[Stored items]
◆ ◆ ◆ ◆ ◆

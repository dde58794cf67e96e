//! Error types for the checklist model.

use thiserror::Error;

/// Result type alias using `ChecklistError`.
pub type Result<T> = std::result::Result<T, ChecklistError>;

/// Errors raised by checklist operations.
#[derive(Error, Debug)]
pub enum ChecklistError {
    /// Toggle requested for an index outside the definition.
    #[error("Milestone index {index} out of range (checklist has {len} items)")]
    IndexOutOfRange { index: usize, len: usize },

    /// Persisted storage could not be read or written.
    #[error("Storage error: {0}")]
    Storage(#[from] StorageError),

    /// Configuration could not be parsed.
    #[error("Configuration error: {0}")]
    Config(#[source] serde_json::Error),
}

/// Errors raised by a `KeyValueStore` backend.
#[derive(Error, Debug)]
pub enum StorageError {
    /// Backend is not reachable (no window, storage disabled, quota exceeded).
    #[error("Storage unavailable: {0}")]
    Unavailable(String),

    /// Key cannot be mapped onto the backend.
    #[error("Invalid storage key: {0:?}")]
    InvalidKey(String),

    /// File system I/O error.
    #[error("IO error: {0}")]
    Io(#[from] std::io::Error),

    /// State could not be serialized.
    #[error("Serialization error: {0}")]
    Serialize(#[from] serde_json::Error),
}

#[cfg(test)]
mod tests {
    use super::*;

    #[test]
    fn test_index_error_message() {
        let err = ChecklistError::IndexOutOfRange { index: 9, len: 8 };
        assert_eq!(
            err.to_string(),
            "Milestone index 9 out of range (checklist has 8 items)"
        );
    }

    #[test]
    fn test_storage_error_converts() {
        let err: ChecklistError = StorageError::Unavailable("no window".to_string()).into();
        assert!(matches!(err, ChecklistError::Storage(StorageError::Unavailable(_))));
        assert_eq!(err.to_string(), "Storage error: Storage unavailable: no window");
    }
}
//! Checklist Core
//!
//! Platform-independent model behind the programming checklist widget.
//!
//! Layered the same way as the UI uses it:
//! - definition: the fixed milestone list
//! - state: per-milestone completion flags and their serialized form
//! - progress: percent and color tier derived from state
//! - storage: synchronous key-value persistence (memory, file, browser)
//! - checklist: the widget model tying it all together

mod checklist;
mod config;
mod definition;
mod error;
mod progress;
mod state;
pub mod storage;

pub use checklist::{Checklist, Toggled};
pub use config::ChecklistConfig;
pub use definition::{ChecklistDefinition, PROGRAMMING_MILESTONES};
pub use error::{ChecklistError, Result, StorageError};
pub use progress::{Progress, ProgressTier};
pub use state::ChecklistState;
pub use storage::{FileStore, KeyValueStore, MemoryStore};

/// Namespace key the checklist state is persisted under
pub const STORAGE_KEY: &str = "programming-checklist";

◆ ◆ ◆ ◆ ◆

# What is required
Every record above should be written out exactly.

# Written response
repository dde58794cf67e96e
//! Error types for the checklist model.

use thiserror::Error;

/// Result type alias using `ChecklistError`.
pub type Result<T> = std::result::Result<T, ChecklistError>;

/// Errors raised by checklist operations.
#[derive(Error, Debug)]
pub enum ChecklistError {
    /// Toggle requested for an index outside the definition.
    #[error("Milestone index {index} out of range (checklist has {len} items)")]
    IndexOutOfRange { index: usize, len: usize },

    /// Persisted storage could not be read or written.
    #[error("Storage error: {0}")]
    Storage(#[from] StorageError),

    /// Configuration could not be parsed.
    #[error("Configuration error: {0}")]
    Config(#[source] serde_json::Error),
}

/// Errors raised by a `KeyValueStore` backend.
#[derive(Error, Debug)]
pub enum StorageError {
    /// Backend is not reachable (no window, storage disabled, quota exceeded).
    #[error("Storage unavailable: {0}")]
    Unavailable(String),

    /// Key cannot be mapped onto the backend.
    #[error("Invalid storage key: {0:?}")]
    InvalidKey(String),

    /// File system I/O error.
    #[error("IO error: {0}")]
    Io(#[from] std::io::Error),

    /// State could not be serialized.
    #[error("Serialization error: {0}")]
    Serialize(#[from] serde_json::Error),
}

#[cfg(test)]
mod tests {
    use super::*;

    #[test]
    fn test_index_error_message() {
        let err = ChecklistError::IndexOutOfRange { index: 9, len: 8 };
        assert_eq!(
            err.to_string(),
            "Milestone index 9 out of range (checklist has 8 items)"
        );
    }

    #[test]
    fn test_storage_error_converts() {
        let err: ChecklistError = StorageError::Unavailable("no window".to_string()).into();
        assert!(matches!(err, ChecklistError::Storage(StorageError::Unavailable(_))));
        assert_eq!(err.to_string(), "Storage error: Storage unavailable: no window");
    }
}
//! Checklist Core
//!
//! Platform-independent model behind the programming checklist widget.
//!
//! Layered the same way as the UI uses it:
//! - definition: the fixed milestone list
//! - state: per-milestone completion flags and their serialized form
//! - progress: percent and color tier derived from state
//! - storage: synchronous key-value persistence (memory, file, browser)
//! - checklist: the widget model tying it all together

mod checklist;
mod config;
mod definition;
mod error;
mod progress;
mod state;
pub mod storage;

pub use checklist::{Checklist, Toggled};
pub use config::ChecklistConfig;
pub use definition::{ChecklistDefinition, PROGRAMMING_MILESTONES};
pub use error::{ChecklistError, Result, StorageError};
pub use progress::{Progress, ProgressTier};
pub use state::ChecklistState;
pub use storage::{FileStore, KeyValueStore, MemoryStore};

/// Namespace key the checklist state is persisted under
pub const STORAGE_KEY: &str = "programming-checklist";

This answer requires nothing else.